* [Description of the task] Among the entries below, find each line holding "struct" and return it.

[Stored data entries]

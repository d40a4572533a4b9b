// SPDX-License-Identifier: MPL-2.0
//! Feed entry form: start a feed, watch the elapsed time, finish it with the
//! bottle size and what was left.
//!
//! Inputs are plain text fields parsed on finish. The bottle size falls back
//! to the configured default when unparseable; the leftover field is
//! genuinely optional (not every bottle gets weighed at 4 a.m.) and parses
//! to `None` when empty.

use crate::domain::feed_log::{FeedKind, FeedLog};
use crate::i18n::fluent::I18n;
use crate::ui::design_tokens::{sizing, spacing, typography};
use crate::ui::styles;
use crate::ui::theming::ColorScheme;
use chrono::{DateTime, Local};
use iced::widget::{button, container, text_input, Column, Row, Text};
use iced::{Element, Length};

/// Form state; `active` holds the start time of the feed in progress.
#[derive(Debug, Clone)]
pub struct State {
    active: Option<DateTime<Local>>,
    bottle_size_input: String,
    milk_left_input: String,
    kind: FeedKind,
    default_bottle_size_ml: f32,
    /// Refreshed by the tick subscription while a feed runs.
    now: DateTime<Local>,
}

impl State {
    pub fn new(default_bottle_size_ml: f32) -> Self {
        Self {
            active: None,
            bottle_size_input: format_ml(default_bottle_size_ml),
            milk_left_input: String::new(),
            kind: FeedKind::default(),
            default_bottle_size_ml,
            now: Local::now(),
        }
    }

    /// Whether a feed is currently running.
    pub fn is_active(&self) -> bool {
        self.active.is_some()
    }

    /// Seconds since the running feed started, zero when idle.
    pub fn elapsed_secs(&self) -> i64 {
        match self.active {
            Some(start) => (self.now - start).num_seconds().max(0),
            None => 0,
        }
    }
}

/// Messages emitted by the form.
#[derive(Debug, Clone)]
pub enum Message {
    Start,
    Finish,
    Cancel,
    BottleSizeChanged(String),
    MilkLeftChanged(String),
    KindSelected(FeedKind),
    /// Wall-clock refresh from the tick subscription.
    Now(DateTime<Local>),
}

/// Events propagated to the parent application.
#[derive(Debug, Clone)]
pub enum Event {
    None,
    /// A feed was finished and should be appended to the history.
    Completed(FeedLog),
}

/// Process a form message and return the corresponding event.
pub fn update(state: &mut State, message: Message) -> Event {
    match message {
        Message::Start => {
            if state.active.is_none() {
                state.now = Local::now();
                state.active = Some(state.now);
            }
            Event::None
        }
        Message::Finish => {
            let Some(start) = state.active.take() else {
                return Event::None;
            };
            let end = Local::now();
            let bottle_size =
                parse_ml(&state.bottle_size_input).unwrap_or(state.default_bottle_size_ml);
            let milk_left = parse_optional_ml(&state.milk_left_input);

            // Reset for the next feed, keeping the chosen kind.
            state.bottle_size_input = format_ml(state.default_bottle_size_ml);
            state.milk_left_input = String::new();

            Event::Completed(FeedLog::new(start, end, bottle_size, milk_left, state.kind))
        }
        Message::Cancel => {
            state.active = None;
            state.milk_left_input = String::new();
            Event::None
        }
        Message::BottleSizeChanged(value) => {
            state.bottle_size_input = value;
            Event::None
        }
        Message::MilkLeftChanged(value) => {
            state.milk_left_input = value;
            Event::None
        }
        Message::KindSelected(kind) => {
            state.kind = kind;
            Event::None
        }
        Message::Now(now) => {
            state.now = now;
            Event::None
        }
    }
}

/// Parses a millilitre amount; negative and unparseable input is rejected.
fn parse_ml(input: &str) -> Option<f32> {
    let value: f32 = input.trim().replace(',', ".").parse().ok()?;
    (value >= 0.0 && value.is_finite()).then_some(value)
}

/// Empty input is an intentional "not weighed", not an error.
fn parse_optional_ml(input: &str) -> Option<f32> {
    if input.trim().is_empty() {
        return None;
    }
    parse_ml(input)
}

fn format_ml(value: f32) -> String {
    format!("{:.0}", value)
}

fn format_elapsed(total_secs: i64) -> String {
    format!("{}:{:02}", total_secs / 60, total_secs % 60)
}

/// Contextual data needed to render the form.
pub struct ViewContext<'a> {
    pub i18n: &'a I18n,
    pub colors: ColorScheme,
    pub state: &'a State,
}

/// Render the feed form panel.
pub fn view<'a>(ctx: ViewContext<'a>) -> Element<'a, Message> {
    let content = if ctx.state.is_active() {
        active_view(&ctx)
    } else {
        idle_view(&ctx)
    };

    container(content)
        .padding(spacing::MD)
        .width(Length::Fill)
        .style(styles::panel(&ctx.colors))
        .into()
}

fn idle_view<'a>(ctx: &ViewContext<'a>) -> Element<'a, Message> {
    let start = button(Text::new(ctx.i18n.tr("feed-start-button")))
        .on_press(Message::Start)
        .style(styles::primary_button(&ctx.colors));

    Row::new()
        .push(start)
        .push(kind_picker(ctx))
        .spacing(spacing::SM)
        .align_y(iced::alignment::Vertical::Center)
        .into()
}

fn active_view<'a>(ctx: &ViewContext<'a>) -> Element<'a, Message> {
    let elapsed = Row::new()
        .push(
            Text::new(ctx.i18n.tr("feed-elapsed-label"))
                .size(typography::BODY)
                .color(ctx.colors.text_secondary),
        )
        .push(Text::new(format_elapsed(ctx.state.elapsed_secs())).size(typography::TITLE_SM))
        .spacing(spacing::XS)
        .align_y(iced::alignment::Vertical::Center);

    let bottle_size = labeled_input(
        ctx,
        "feed-bottle-size-label",
        &ctx.state.bottle_size_input,
        Message::BottleSizeChanged,
    );

    let milk_left = labeled_input_with_hint(
        ctx,
        "feed-milk-left-label",
        "feed-milk-left-hint",
        &ctx.state.milk_left_input,
        Message::MilkLeftChanged,
    );

    let actions = Row::new()
        .push(
            button(Text::new(ctx.i18n.tr("feed-finish-button")))
                .on_press(Message::Finish)
                .style(styles::primary_button(&ctx.colors)),
        )
        .push(
            button(Text::new(ctx.i18n.tr("feed-cancel-button")))
                .on_press(Message::Cancel)
                .style(styles::subtle_button(&ctx.colors)),
        )
        .spacing(spacing::SM);

    Column::new()
        .push(elapsed)
        .push(kind_picker(ctx))
        .push(bottle_size)
        .push(milk_left)
        .push(actions)
        .spacing(spacing::SM)
        .into()
}

fn kind_picker<'a>(ctx: &ViewContext<'a>) -> Element<'a, Message> {
    let mut row = Row::new().spacing(spacing::XXS);
    for kind in FeedKind::ALL {
        let label = Text::new(ctx.i18n.tr(kind.i18n_key())).size(typography::BODY);
        let styled = if kind == ctx.state.kind {
            button(label).style(styles::primary_button(&ctx.colors))
        } else {
            button(label).style(styles::subtle_button(&ctx.colors))
        };
        row = row.push(styled.on_press(Message::KindSelected(kind)));
    }
    row.into()
}

fn labeled_input<'a>(
    ctx: &ViewContext<'a>,
    label_key: &str,
    value: &str,
    on_input: fn(String) -> Message,
) -> Element<'a, Message> {
    Row::new()
        .push(
            Text::new(ctx.i18n.tr(label_key))
                .size(typography::BODY)
                .width(Length::Fixed(180.0)),
        )
        .push(
            text_input("", value)
                .on_input(on_input)
                .width(Length::Fixed(sizing::INPUT_WIDTH)),
        )
        .spacing(spacing::XS)
        .align_y(iced::alignment::Vertical::Center)
        .into()
}

fn labeled_input_with_hint<'a>(
    ctx: &ViewContext<'a>,
    label_key: &str,
    hint_key: &str,
    value: &str,
    on_input: fn(String) -> Message,
) -> Element<'a, Message> {
    Row::new()
        .push(
            Text::new(ctx.i18n.tr(label_key))
                .size(typography::BODY)
                .width(Length::Fixed(180.0)),
        )
        .push(
            text_input(&ctx.i18n.tr(hint_key), value)
                .on_input(on_input)
                .width(Length::Fixed(sizing::INPUT_WIDTH)),
        )
        .spacing(spacing::XS)
        .align_y(iced::alignment::Vertical::Center)
        .into()
}

#[cfg(test)]
mod tests {
    use super::*;

    #[test]
    fn start_activates_the_form_once() {
        let mut state = State::new(120.0);
        assert!(!state.is_active());

        assert!(matches!(update(&mut state, Message::Start), Event::None));
        assert!(state.is_active());

        let first_start = state.active;
        update(&mut state, Message::Start);
        assert_eq!(state.active, first_start, "second start must not restart");
    }

    #[test]
    fn finish_without_start_is_a_no_op() {
        let mut state = State::new(120.0);
        assert!(matches!(update(&mut state, Message::Finish), Event::None));
    }

    #[test]
    fn finish_produces_a_completed_feed() {
        let mut state = State::new(120.0);
        update(&mut state, Message::Start);
        update(&mut state, Message::BottleSizeChanged("150".to_string()));
        update(&mut state, Message::MilkLeftChanged("30".to_string()));
        update(&mut state, Message::KindSelected(FeedKind::Nursing));

        let event = update(&mut state, Message::Finish);
        let Event::Completed(feed) = event else {
            panic!("expected Completed event");
        };
        assert_eq!(feed.bottle_size_ml, 150.0);
        assert_eq!(feed.milk_left_ml, Some(30.0));
        assert_eq!(feed.kind, FeedKind::Nursing);
        assert!(!state.is_active());
    }

    #[test]
    fn finish_falls_back_to_default_bottle_size_on_garbage() {
        let mut state = State::new(120.0);
        update(&mut state, Message::Start);
        update(&mut state, Message::BottleSizeChanged("not a number".to_string()));

        let Event::Completed(feed) = update(&mut state, Message::Finish) else {
            panic!("expected Completed event");
        };
        assert_eq!(feed.bottle_size_ml, 120.0);
    }

    #[test]
    fn empty_milk_left_means_not_weighed() {
        let mut state = State::new(120.0);
        update(&mut state, Message::Start);
        update(&mut state, Message::MilkLeftChanged("   ".to_string()));

        let Event::Completed(feed) = update(&mut state, Message::Finish) else {
            panic!("expected Completed event");
        };
        assert_eq!(feed.milk_left_ml, None);
    }

    #[test]
    fn cancel_discards_the_running_feed() {
        let mut state = State::new(120.0);
        update(&mut state, Message::Start);
        assert!(matches!(update(&mut state, Message::Cancel), Event::None));
        assert!(!state.is_active());
    }

    #[test]
    fn parse_ml_accepts_comma_decimals() {
        assert_eq!(parse_ml("12,5"), Some(12.5));
        assert_eq!(parse_ml(" 90 "), Some(90.0));
    }

    #[test]
    fn parse_ml_rejects_negative_and_garbage() {
        assert_eq!(parse_ml("-5"), None);
        assert_eq!(parse_ml("abc"), None);
        assert_eq!(parse_ml("inf"), None);
    }

    #[test]
    fn elapsed_is_zero_when_idle() {
        let state = State::new(120.0);
        assert_eq!(state.elapsed_secs(), 0);
    }

    #[test]
    fn format_elapsed_pads_seconds() {
        assert_eq!(format_elapsed(65), "1:05");
        assert_eq!(format_elapsed(0), "0:00");
        assert_eq!(format_elapsed(600), "10:00");
    }
}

* [Task answer]
pub struct State {
pub struct ViewContext<'a> {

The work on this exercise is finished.